■ **About this task**: Pull every line that includes the word "required" out of the data below and copy it.

── Data for processing ──

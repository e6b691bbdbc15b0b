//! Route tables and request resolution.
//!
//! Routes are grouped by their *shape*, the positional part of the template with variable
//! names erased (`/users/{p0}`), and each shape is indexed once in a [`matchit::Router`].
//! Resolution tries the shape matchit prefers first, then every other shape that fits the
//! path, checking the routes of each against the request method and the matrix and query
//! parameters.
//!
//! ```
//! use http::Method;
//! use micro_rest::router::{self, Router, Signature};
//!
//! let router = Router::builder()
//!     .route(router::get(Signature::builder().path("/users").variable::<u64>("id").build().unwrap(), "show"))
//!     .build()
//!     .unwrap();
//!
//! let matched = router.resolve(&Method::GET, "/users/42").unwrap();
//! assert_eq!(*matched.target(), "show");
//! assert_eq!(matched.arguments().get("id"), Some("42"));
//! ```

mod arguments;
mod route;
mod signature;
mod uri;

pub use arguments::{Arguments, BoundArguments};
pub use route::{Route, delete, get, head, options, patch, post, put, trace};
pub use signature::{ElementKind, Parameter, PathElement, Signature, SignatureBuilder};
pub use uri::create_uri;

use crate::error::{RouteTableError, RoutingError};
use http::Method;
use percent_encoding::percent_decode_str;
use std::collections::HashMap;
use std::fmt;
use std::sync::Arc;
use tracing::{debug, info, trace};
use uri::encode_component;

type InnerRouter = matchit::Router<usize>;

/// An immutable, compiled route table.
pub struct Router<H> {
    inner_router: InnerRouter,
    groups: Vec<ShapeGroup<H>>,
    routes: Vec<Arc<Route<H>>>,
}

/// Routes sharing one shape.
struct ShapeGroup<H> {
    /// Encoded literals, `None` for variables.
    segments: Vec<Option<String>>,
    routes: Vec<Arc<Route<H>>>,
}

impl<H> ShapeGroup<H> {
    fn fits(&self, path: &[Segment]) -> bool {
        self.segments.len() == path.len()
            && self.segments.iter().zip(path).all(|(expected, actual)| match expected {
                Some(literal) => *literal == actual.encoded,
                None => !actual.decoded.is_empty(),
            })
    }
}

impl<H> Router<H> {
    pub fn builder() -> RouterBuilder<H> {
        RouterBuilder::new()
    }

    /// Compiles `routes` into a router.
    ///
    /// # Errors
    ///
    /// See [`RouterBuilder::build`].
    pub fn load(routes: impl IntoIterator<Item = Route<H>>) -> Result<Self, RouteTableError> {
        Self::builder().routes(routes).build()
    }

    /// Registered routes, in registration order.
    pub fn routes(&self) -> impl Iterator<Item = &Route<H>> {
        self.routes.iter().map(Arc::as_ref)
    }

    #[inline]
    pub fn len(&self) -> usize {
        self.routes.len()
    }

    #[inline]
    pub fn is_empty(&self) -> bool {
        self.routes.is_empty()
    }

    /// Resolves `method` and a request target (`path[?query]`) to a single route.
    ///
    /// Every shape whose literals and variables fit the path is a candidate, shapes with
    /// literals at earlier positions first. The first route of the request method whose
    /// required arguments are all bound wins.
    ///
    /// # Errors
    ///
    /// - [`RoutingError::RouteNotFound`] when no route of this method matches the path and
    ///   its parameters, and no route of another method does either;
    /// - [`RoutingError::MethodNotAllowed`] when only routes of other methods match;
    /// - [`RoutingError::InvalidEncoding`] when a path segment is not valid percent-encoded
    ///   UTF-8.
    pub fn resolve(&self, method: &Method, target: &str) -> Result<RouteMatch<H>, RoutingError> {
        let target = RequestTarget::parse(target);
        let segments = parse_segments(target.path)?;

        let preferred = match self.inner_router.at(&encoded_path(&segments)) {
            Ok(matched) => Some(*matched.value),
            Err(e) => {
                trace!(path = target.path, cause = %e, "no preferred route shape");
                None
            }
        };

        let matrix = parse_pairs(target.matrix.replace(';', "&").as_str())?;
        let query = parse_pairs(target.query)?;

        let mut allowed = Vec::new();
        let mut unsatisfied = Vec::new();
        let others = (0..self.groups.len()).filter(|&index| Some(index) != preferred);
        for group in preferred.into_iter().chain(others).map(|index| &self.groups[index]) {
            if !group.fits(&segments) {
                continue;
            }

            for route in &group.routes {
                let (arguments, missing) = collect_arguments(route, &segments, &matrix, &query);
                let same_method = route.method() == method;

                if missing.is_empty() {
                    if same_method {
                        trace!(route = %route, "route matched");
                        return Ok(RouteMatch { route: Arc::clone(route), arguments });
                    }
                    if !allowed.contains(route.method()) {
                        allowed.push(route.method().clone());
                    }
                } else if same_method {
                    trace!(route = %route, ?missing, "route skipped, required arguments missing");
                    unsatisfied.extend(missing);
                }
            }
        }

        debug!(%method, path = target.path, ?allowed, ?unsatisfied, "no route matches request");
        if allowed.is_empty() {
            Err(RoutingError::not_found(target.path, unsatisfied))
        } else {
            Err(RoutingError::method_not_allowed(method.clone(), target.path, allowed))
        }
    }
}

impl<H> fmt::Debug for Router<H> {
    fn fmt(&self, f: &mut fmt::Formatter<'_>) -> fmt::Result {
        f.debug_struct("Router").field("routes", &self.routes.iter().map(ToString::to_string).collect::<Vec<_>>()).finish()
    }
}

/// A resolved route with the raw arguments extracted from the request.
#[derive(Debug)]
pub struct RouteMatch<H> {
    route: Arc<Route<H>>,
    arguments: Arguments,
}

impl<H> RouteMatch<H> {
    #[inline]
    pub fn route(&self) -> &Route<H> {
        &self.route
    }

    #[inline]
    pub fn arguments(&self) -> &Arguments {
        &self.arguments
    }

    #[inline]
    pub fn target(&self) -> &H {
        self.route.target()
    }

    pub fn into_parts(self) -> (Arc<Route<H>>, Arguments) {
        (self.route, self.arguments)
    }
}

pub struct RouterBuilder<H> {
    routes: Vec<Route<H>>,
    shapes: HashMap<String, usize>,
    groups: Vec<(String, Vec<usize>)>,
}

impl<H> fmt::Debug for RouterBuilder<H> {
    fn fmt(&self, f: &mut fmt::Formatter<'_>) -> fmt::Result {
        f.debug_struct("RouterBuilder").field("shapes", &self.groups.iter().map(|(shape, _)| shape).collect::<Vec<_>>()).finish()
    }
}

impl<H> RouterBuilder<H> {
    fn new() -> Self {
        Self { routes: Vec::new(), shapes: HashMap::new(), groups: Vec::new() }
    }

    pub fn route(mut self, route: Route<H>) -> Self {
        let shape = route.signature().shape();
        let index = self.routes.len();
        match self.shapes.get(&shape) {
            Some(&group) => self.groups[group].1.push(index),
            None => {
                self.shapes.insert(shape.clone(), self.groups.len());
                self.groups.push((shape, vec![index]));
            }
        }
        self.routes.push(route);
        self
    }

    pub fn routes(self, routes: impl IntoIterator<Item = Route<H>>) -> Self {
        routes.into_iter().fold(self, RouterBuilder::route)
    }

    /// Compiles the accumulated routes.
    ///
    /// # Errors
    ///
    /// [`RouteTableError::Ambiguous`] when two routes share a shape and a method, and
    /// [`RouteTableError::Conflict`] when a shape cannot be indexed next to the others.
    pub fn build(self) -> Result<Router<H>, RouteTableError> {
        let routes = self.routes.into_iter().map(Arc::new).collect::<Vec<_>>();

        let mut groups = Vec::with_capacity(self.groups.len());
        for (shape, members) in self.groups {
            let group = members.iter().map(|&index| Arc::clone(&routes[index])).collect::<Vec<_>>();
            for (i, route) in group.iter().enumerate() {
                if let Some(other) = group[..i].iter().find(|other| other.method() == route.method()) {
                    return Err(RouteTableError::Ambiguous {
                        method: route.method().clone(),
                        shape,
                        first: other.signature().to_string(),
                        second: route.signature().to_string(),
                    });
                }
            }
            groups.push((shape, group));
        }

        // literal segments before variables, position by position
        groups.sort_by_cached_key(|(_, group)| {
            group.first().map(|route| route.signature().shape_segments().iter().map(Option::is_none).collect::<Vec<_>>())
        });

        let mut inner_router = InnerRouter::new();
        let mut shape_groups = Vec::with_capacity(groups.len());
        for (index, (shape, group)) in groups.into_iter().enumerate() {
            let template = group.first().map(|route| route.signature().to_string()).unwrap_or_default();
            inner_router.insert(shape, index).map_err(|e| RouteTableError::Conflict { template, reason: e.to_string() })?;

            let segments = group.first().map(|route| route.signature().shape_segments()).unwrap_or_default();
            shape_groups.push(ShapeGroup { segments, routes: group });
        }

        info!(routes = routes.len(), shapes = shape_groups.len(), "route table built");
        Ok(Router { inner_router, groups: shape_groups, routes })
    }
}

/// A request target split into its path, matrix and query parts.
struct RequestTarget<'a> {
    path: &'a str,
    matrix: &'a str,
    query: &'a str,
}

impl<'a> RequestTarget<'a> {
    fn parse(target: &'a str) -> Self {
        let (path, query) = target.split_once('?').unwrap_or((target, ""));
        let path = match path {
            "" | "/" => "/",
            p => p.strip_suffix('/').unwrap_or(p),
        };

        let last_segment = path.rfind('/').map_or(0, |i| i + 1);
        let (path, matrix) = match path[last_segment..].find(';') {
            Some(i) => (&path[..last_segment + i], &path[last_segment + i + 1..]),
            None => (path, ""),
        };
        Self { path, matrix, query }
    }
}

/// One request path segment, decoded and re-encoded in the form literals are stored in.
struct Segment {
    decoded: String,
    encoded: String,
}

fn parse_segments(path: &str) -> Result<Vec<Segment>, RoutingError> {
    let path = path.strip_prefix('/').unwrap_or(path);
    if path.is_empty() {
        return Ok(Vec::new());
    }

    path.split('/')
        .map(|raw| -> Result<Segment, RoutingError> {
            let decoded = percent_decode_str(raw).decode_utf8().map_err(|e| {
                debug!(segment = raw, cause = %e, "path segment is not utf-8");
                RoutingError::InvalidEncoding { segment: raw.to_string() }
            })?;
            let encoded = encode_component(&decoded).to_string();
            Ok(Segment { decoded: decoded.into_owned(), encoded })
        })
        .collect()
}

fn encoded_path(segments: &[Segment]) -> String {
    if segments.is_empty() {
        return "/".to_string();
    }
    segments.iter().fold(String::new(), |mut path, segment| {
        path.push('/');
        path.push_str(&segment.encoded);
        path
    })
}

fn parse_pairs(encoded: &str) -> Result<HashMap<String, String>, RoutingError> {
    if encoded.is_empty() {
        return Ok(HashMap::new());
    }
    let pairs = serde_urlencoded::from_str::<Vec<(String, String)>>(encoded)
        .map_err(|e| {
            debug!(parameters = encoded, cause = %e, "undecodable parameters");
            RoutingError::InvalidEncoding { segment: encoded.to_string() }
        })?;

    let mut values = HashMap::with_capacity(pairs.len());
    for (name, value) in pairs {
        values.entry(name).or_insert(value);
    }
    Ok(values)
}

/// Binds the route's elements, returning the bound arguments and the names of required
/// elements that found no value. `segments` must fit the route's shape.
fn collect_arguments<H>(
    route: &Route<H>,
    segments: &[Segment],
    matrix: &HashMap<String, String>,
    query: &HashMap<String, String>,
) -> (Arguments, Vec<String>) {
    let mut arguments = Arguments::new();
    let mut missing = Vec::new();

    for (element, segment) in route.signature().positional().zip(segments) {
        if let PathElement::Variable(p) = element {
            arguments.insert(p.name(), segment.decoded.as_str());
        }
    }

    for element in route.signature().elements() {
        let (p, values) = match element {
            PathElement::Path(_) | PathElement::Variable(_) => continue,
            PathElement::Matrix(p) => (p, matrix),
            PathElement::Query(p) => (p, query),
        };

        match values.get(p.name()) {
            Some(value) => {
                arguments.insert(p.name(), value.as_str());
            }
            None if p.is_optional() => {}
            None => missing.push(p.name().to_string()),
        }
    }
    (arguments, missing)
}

───

■ **Result for this task**:
    /// required arguments are all bound wins.
                    trace!(route = %route, ?missing, "route skipped, required arguments missing");
/// Binds the route's elements, returning the bound arguments and the names of required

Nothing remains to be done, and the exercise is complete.